Je clique, je glisse et je ronronne en bas, le vélo à la main, et je me dirige vers la salle de sport, où je vais devenir indépendant ou laisser un très petit homme aux jambes de piston que nous appelons affectueusement «el pitufo» (schtroumpf) moi à ACCELERA! Et avec MAS CARGA! Je vais faire des poids, me rafraîchir, prendre une douche et si j'ai de la chance, rencontrer un ami pour déjeuner autour de Paris Londres, un petit quartier pavé décalé qui est soudainement sûr et branché, ou peut-être du centre-ville à El Naturista sur la rue piétonne Huerfanos pour un déjeuner végétarien frais avec du jus de carotte.

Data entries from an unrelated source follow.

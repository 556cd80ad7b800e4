//! WebSocket client for the Secret Santa server

use anyhow::{anyhow, Result};
use chrono::{DateTime, Utc};
use futures::{SinkExt, StreamExt};
use tokio::sync::mpsc;
use tokio_tungstenite::{connect_async, tungstenite::Message};
use uuid::Uuid;

use crate::messages::{Assignment, ClientMessage, Participant, ServerMessage};

/// WebSocket client for the Secret Santa server
pub struct SantaClient {
    tx: mpsc::Sender<Message>,
    rx: mpsc::Receiver<ServerMessage>,
    #[allow(dead_code)]
    handle: tokio::task::JoinHandle<()>,
}

impl SantaClient {
    /// Connect to a Secret Santa server
    pub async fn connect(url: &str) -> Result<Self> {
        tracing::info!("Connecting to {}", url);

        let (ws_stream, _) = connect_async(url).await?;
        let (mut write, mut read) = ws_stream.split();

        // Channel for outgoing messages
        let (out_tx, mut out_rx) = mpsc::channel::<Message>(32);

        // Channel for incoming parsed messages
        let (in_tx, in_rx) = mpsc::channel::<ServerMessage>(32);

        let handle = tokio::spawn(async move {
            loop {
                tokio::select! {
                    Some(msg) = out_rx.recv() => {
                        if write.send(msg).await.is_err() {
                            break;
                        }
                    }
                    Some(result) = read.next() => {
                        match result {
                            Ok(Message::Text(text)) => {
                                match serde_json::from_str::<ServerMessage>(&text) {
                                    Ok(msg) => {
                                        if in_tx.send(msg).await.is_err() {
                                            break;
                                        }
                                    }
                                    Err(e) => {
                                        tracing::warn!("Failed to parse message: {} - {}", e, text);
                                    }
                                }
                            }
                            Ok(Message::Close(_)) => break,
                            Err(e) => {
                                tracing::error!("WebSocket error: {}", e);
                                break;
                            }
                            _ => {}
                        }
                    }
                    else => break,
                }
            }
        });

        tracing::info!("Connected successfully");

        Ok(Self {
            tx: out_tx,
            rx: in_rx,
            handle,
        })
    }

    /// Send a message to the server without waiting for the reply
    pub async fn send(&self, msg: ClientMessage) -> Result<()> {
        let json = serde_json::to_string(&msg)?;
        self.tx
            .send(Message::Text(json))
            .await
            .map_err(|e| anyhow!("Failed to send message: {}", e))
    }

    /// Receive a message from the server
    pub async fn recv(&mut self) -> Option<ServerMessage> {
        self.rx.recv().await
    }

    /// Try to receive a message without blocking
    pub fn try_recv(&mut self) -> Option<ServerMessage> {
        self.rx.try_recv().ok()
    }

    /// Send `msg` and wait for the first reply `pick` accepts.
    ///
    /// A server `error` reply ends the wait with an error. Changes pushed
    /// on behalf of other clients are skipped.
    async fn request<T, F>(&mut self, msg: ClientMessage, mut pick: F) -> Result<T>
    where
        F: FnMut(ServerMessage) -> Option<T>,
    {
        self.send(msg).await?;

        while let Some(msg) = self.recv().await {
            if let ServerMessage::Error { message } = msg {
                return Err(anyhow!("Server error: {}", message));
            }
            if let Some(value) = pick(msg) {
                return Ok(value);
            }
        }

        Err(anyhow!("Connection closed"))
    }

    /// Register a participant; `None` when the server ignored blank input
    pub async fn add_participant(
        &mut self,
        name: &str,
        email: &str,
    ) -> Result<Option<Participant>> {
        let msg = ClientMessage::AddParticipant {
            name: name.to_string(),
            email: email.to_string(),
        };
        self.request(msg, |reply| match reply {
            ServerMessage::ParticipantAdded { participant } => Some(Some(participant)),
            ServerMessage::Participants { .. } => Some(None),
            _ => None,
        })
        .await
    }

    /// Remove a participant; returns the invalidated assignments, or `None`
    /// when no such participant was registered
    pub async fn remove_participant(
        &mut self,
        participant_id: Uuid,
    ) -> Result<Option<Vec<Assignment>>> {
        self.request(
            ClientMessage::RemoveParticipant { participant_id },
            |reply| match reply {
                ServerMessage::ParticipantRemoved { invalidated, .. } => Some(Some(invalidated)),
                ServerMessage::Participants { .. } => Some(None),
                _ => None,
            },
        )
        .await
    }

    /// List participants in insertion order
    pub async fn list_participants(&mut self) -> Result<Vec<Participant>> {
        self.request(ClientMessage::ListParticipants, |reply| match reply {
            ServerMessage::Participants { participants } => Some(participants),
            _ => None,
        })
        .await
    }

    /// Draw a fresh set of assignments
    pub async fn assign(&mut self) -> Result<(Vec<Assignment>, Option<DateTime<Utc>>)> {
        self.request(ClientMessage::Assign, |reply| match reply {
            ServerMessage::Assigned {
                assignments,
                drawn_at,
            } => Some((assignments, drawn_at)),
            _ => None,
        })
        .await
    }

    /// Fetch the current assignment set
    pub async fn assignments(&mut self) -> Result<(Vec<Assignment>, Option<DateTime<Utc>>)> {
        self.request(ClientMessage::GetAssignments, |reply| match reply {
            ServerMessage::Assignments {
                assignments,
                drawn_at,
            } => Some((assignments, drawn_at)),
            _ => None,
        })
        .await
    }

    /// Resolve who `giver_id` buys for
    pub async fn lookup_receiver(&mut self, giver_id: Uuid) -> Result<Option<Participant>> {
        self.request(ClientMessage::LookupReceiver { giver_id }, |reply| match reply {
            ServerMessage::Receiver { receiver, .. } => Some(receiver),
            _ => None,
        })
        .await
    }
}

Sinon, c’est la maison pour les amuse-gueules, ce que je ferai tout en rattrapant ce qui s’est passé depuis ma dernière visite. Courriels et retour à l'écriture, attiser les flammes sous plus de travail, traduire, rechercher occasionnellement un événement à prendre (photo) dans l'après-midi et, espérons-le, faire des plans avec un ami pour se retrouver plus tard. Si c'est une journée particulièrement gratuite, je porterai mon attention sur certains projets d'écriture que j'ai sur le long terme et qui ne sont pas encore rémunérés.

Plus tard dans l'après-midi, vers 7 heures, si le travail le permet, je pourrais sortir et prendre des photos des skateurs au Parque de Los Reyes. Les enfants me connaissent et m'appellent tía, (tante), un témoignage de mon âge, pas de notre appartenance familiale. Nous échangeons des baisers sur la joue et ils me montrent leur dernière acquisition de skate, des chapeaux et des t-shirts, des chaussures et des planches. Je passe devant le vendeur de cuchuflí et n'achète aucune de ses gaufrettes fourrées à la crème et au caramel, en me concentrant sur les bras agités, le grand air et les regards sévères de concentration sur les visages (pour la plupart) des garçons.

Au coucher du soleil, je pars de là-bas et je me dirige vers Bellas Artes ou Providencia pour rencontrer des amis, ou peut-être cajoler quelqu'un pour qu'il descende dans le Barrio Brasil, où je vis pour découvrir le nouveau Le Garage, un gothique- bâtiment intérieur avec des fenêtres en verre au plomb et beaucoup plus d'espace que des tables. Nous allons grignoter et jammer, peut-être faire une promenade en ville, et s'il y a un concert ou une performance en plein air, comme c'est souvent le cas pendant les mois d'été, vérifiez-le. Ou nous pourrions aller à Per Piacere, une pizzeria avec une bonne sélection de bières artésénales chiliennes, y compris ma nouvelle préférée, Los Volcanes Rojo, qui est parfumée à la cannelle.

Je rentre généralement à la maison entre 11 et 2 heures, et à ce moment-là, assurez-vous qu'il n'y a pas d'incendie à éteindre re: travail, faites une liste de ce qui doit être fait demain (en admettant que parfois les articles dérivent au cours de la semaine sans jamais done), lisez des documents non fictifs (habituellement), et dérivez vers sueñolandia (pays des rêves), en attendant le chant pseou-pseou de demain.

Voir la vidéo: en Quarantaine au Chili ..et voici ce que jai a vous dire! (Décembre 2020).